YOUR TASK >> Only an exact copy of the lines beginning at the one that contains "the modulus, reduction" and ending at the last line of the records below counts as the answer.

RECORDS SUPPLIED section start

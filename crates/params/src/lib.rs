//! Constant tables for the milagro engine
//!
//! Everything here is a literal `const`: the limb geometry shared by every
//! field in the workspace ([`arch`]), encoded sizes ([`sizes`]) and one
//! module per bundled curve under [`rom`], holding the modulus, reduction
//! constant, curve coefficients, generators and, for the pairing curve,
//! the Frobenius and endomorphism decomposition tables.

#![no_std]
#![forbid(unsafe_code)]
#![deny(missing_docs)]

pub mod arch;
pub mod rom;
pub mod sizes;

RECORDS SUPPLIED section end

TASK RESPONSE >>
//! module per bundled curve under [`rom`], holding the modulus, reduction
//! constant, curve coefficients, generators and, for the pairing curve,
//! the Frobenius and endomorphism decomposition tables.

#![no_std]
#![forbid(unsafe_code)]
#![deny(missing_docs)]

pub mod arch;
pub mod rom;
pub mod sizes;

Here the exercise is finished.